Exposure to second-hand smoke down in India, but remains major concern – Here are survey details

Agencies
June 9, 2018

New Delhi, Jun 9: Exposure to second-hand smoke remains a major concern in India even though there has been a reduction in such exposure at home and public places since 2009-10, as per the Global Adult Tobacco Survey 2 (GATS 2), released here by the Health Ministry. However, exposure to second-hand smoke at healthcare facilities has increased in this period. The survey showed that little more than one-third (35 per cent) of the non-smokers were exposed to second hand smoke (SHS) at home in India. In urban areas 25 per cent of non-smokers and in rural areas 40.4 per cent of non-smokers were exposed to SHS at home, respectively.

Among all adults, 5.3 per cent were exposed to second hand smoke in government buildings, 3.6 per cent at private work places, 5.6 per cent in healthcare facilities, 7.4 per cent in restaurants, 13.3 per cent in public transport, 2.1 per cent in bar/night club and 2.2 per cent in cinema halls. In all 25.7 per cent of adults were exposed to second hand smoke in any of these seven public places.

Nationally, 37.7 per cent pregnant women were exposed to SHS at home during the one month preceding the survey while 21.0 per cent pregnant women were exposed to SHS at their workplace and 25.9 per cent were exposed to SHS at any of the seven in public places. “The proportion of households in which smoking is allowed has decreased significantly from 60.4 per cent in GATS 1 (2009-10) to 48.8 per cent in GATS 2 (2016-17).

The proportion of non-smokers exposed to SHS at home has decreased significantly from 48 per cent in GATS 1 to 35 per cent in GATS 2,” the report stated. Among all adults, exposure to SHS at government buildings/offices has decreased significantly from 6.6 per cent in GATS 1 to 5.3 per cent in GATS 2 while at restaurants it has decreased from 11.3 per cent to 7.4 per cent.

In public transports, exposure to SHS has decreased significantly from 17.5 per cent in GATS 1 to 13.3 per cent in GATS 2. However, exposure to SHS at healthcare facilities has increased from 5.4 per cent in GATS 1 to 5.6 per cent in GATS 2. The survey showed that 28.6 per cent of people, aged 15 and above, currently use tobacco in some form in India even though the prevalence of tobacco use has declined significantly over the last seven years.
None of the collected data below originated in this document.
use super::{Rank, Tag, Transport, TransportError};
use mpi::{
    environment::Universe,
    request::{Request, StaticScope},
    topology::SimpleCommunicator,
    traits::*,
    Threading,
};
use nix::sys::signal::{signal, SigHandler, Signal};
use tracing::{debug, error, warn};

/// MPI backed transport, must be created and used from one single thread
pub struct MpiTransport {
    universe: Universe,
    world: SimpleCommunicator,
}

/// buffer leaked for the lifetime of the underlying non-blocking send
pub struct MpiSendRequest {
    request: Option<Request<'static, [u8], StaticScope>>,
    buffer: *mut [u8],
}

impl MpiSendRequest {
    fn release(&mut self) {
        if self.request.is_none() && !self.buffer.is_null() {
            // SAFETY: the buffer was produced by `Box::leak` in `immediate_send` and MPI no longer
            // references it once the request has completed
            drop(unsafe { Box::from_raw(self.buffer) });
            self.buffer = std::ptr::slice_from_raw_parts_mut(std::ptr::null_mut(), 0);
        }
    }
}

pub struct MpiReceiveRequest {
    source: Rank,
    tag: Tag,
}

impl MpiTransport {
    pub fn initialize() -> Result<Self, TransportError> {
        let (universe, threading) =
            mpi::initialize_with_threading(Threading::Funneled).ok_or(TransportError::Init)?;

        if threading < Threading::Funneled {
            error!(threading = ?threading, "MPI does not provide the funneled threading level");

            return Err(TransportError::Init);
        }

        // OpenMPI installs its own SIGCHLD handler which breaks waiting on child processes
        // SAFETY: restores the default disposition, no handler code is installed
        if let Err(error) = unsafe { signal(Signal::SIGCHLD, SigHandler::SigDfl) } {
            warn!(error = ?error, "Failed to reset the SIGCHLD handler");
        }

        let world = universe.world();

        debug!(rank = world.rank(), size = world.size(), "MPI initialized");

        Ok(Self { universe, world })
    }
}

impl Transport for MpiTransport {
    type SendRequest = MpiSendRequest;
    type ReceiveRequest = MpiReceiveRequest;

    fn rank(&self) -> Rank {
        self.world.rank()
    }

    fn size(&self) -> usize {
        self.world.size() as usize
    }

    fn version(&self) -> String {
        mpi::environment::library_version().unwrap_or_else(|_| String::from("unknown"))
    }

    fn processor_name(&self) -> String {
        mpi::environment::processor_name().unwrap_or_else(|_| String::from("unknown"))
    }

    fn immediate_send(
        &self,
        dest: Rank,
        tag: Tag,
        buffer: Vec<u8>,
    ) -> Result<Self::SendRequest, TransportError> {
        if dest < 0 || dest >= self.world.size() {
            return Err(TransportError::InvalidRank(dest));
        }

        let leaked: &'static mut [u8] = Box::leak(buffer.into_boxed_slice());
        let pointer: *mut [u8] = leaked;
        // SAFETY: the allocation stays alive until `release` after completion
        let shared: &'static [u8] = unsafe { &*pointer };
        let request = self
            .world
            .process_at_rank(dest)
            .immediate_send_with_tag(StaticScope, shared, tag);

        Ok(MpiSendRequest {
            request: Some(request),
            buffer: pointer,
        })
    }

    fn test_send(&self, request: &mut Self::SendRequest) -> Result<bool, TransportError> {
        match request.request.take() {
            Some(pending) => match pending.test() {
                Ok(_status) => {
                    request.release();
                    Ok(true)
                }
                Err(pending) => {
                    request.request = Some(pending);
                    Ok(false)
                }
            },
            None => Ok(true),
        }
    }

    fn wait_send(&self, mut request: Self::SendRequest) -> Result<(), TransportError> {
        if let Some(pending) = request.request.take() {
            pending.wait();
        }
        request.release();

        Ok(())
    }

    fn immediate_receive(
        &self,
        source: Rank,
        tag: Tag,
    ) -> Result<Self::ReceiveRequest, TransportError> {
        if source < 0 || source >= self.world.size() {
            return Err(TransportError::InvalidRank(source));
        }

        Ok(MpiReceiveRequest { source, tag })
    }

    fn test_receive(
        &self,
        request: &mut Self::ReceiveRequest,
    ) -> Result<Option<Vec<u8>>, TransportError> {
        let process = self.world.process_at_rank(request.source);

        Ok(process
            .immediate_matched_probe_with_tag(request.tag)
            .map(|(message, _status)| message.matched_receive_vec::<u8>().0))
    }

    fn send(&self, dest: Rank, tag: Tag, buffer: &[u8]) -> Result<(), TransportError> {
        if dest < 0 || dest >= self.world.size() {
            return Err(TransportError::InvalidRank(dest));
        }

        self.world.process_at_rank(dest).send_with_tag(buffer, tag);

        Ok(())
    }

    fn broadcast(&self, root: Rank, buffer: &mut [u8]) -> Result<(), TransportError> {
        self.world.process_at_rank(root).broadcast_into(buffer);

        Ok(())
    }

    fn barrier(&self) -> Result<(), TransportError> {
        self.world.barrier();

        Ok(())
    }

    fn finalize(self) -> Result<(), TransportError> {
        // MPI_Finalize is called when the universe is dropped
        let Self { universe, world } = self;
        drop(world);
        drop(universe);

        Ok(())
    }

    fn abort(&self, code: i32) {
        error!(rank = self.world.rank(), code, "Aborting the MPI job");

        self.world.abort(code)
    }
}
It also showed that every third adult (32.5 per cent) from rural areas and every fifth adult (21.2 per cent) from urban area reported current use of tobacco with the prevalence among men being 42.4 per cent and among women it was 14.2 per cent.

From GATS 1 in 2009-10 to GATS 2 in 2016-17, the prevalence of any form of tobacco use has decreased significantly by six percentage points from 34.6 per cent to 28.6 per cent. The prevalence of daily tobacco use has decreased by 4.2 percentage points (relative decrease of 14.4 per cent) and the prevalence of occasional tobacco use has decreased by 1.7 percentage points (relative decrease of 31.5 per cent).

The decrease in both is statistically significant. ? There is a significant increase of one year in the mean age at initiation of tobacco use from 17.9 years in GATS 1 to 18.9 years in GATS 2, the report highlighted. According to the report, khaini, a tobacco, lime mixture, is the most commonly used with every ninth adult (11.2 per cent) in India using it followed by bidi, which is smoked by 7.7 per cent of adult Indians.

In urban areas, khaini (6.8 pc ) and gutka (6.3 pc ) are the two most commonly used tobacco products, whereas in rural areas khaini (13.5 pc) and bidi (9.3 pc ) are the most prevalent tobacco products. GATS 2 was carried out in 30 states of India and in the two union territories of Chandigarh and Puducherry from August 2016 to February 2017.

The analysis is based on 74,037 completed interviews, among which 33,772 were with men and 40,265 with women. Of these, 47,549 interviews were conducted in rural areas and 26,488 in urban areas.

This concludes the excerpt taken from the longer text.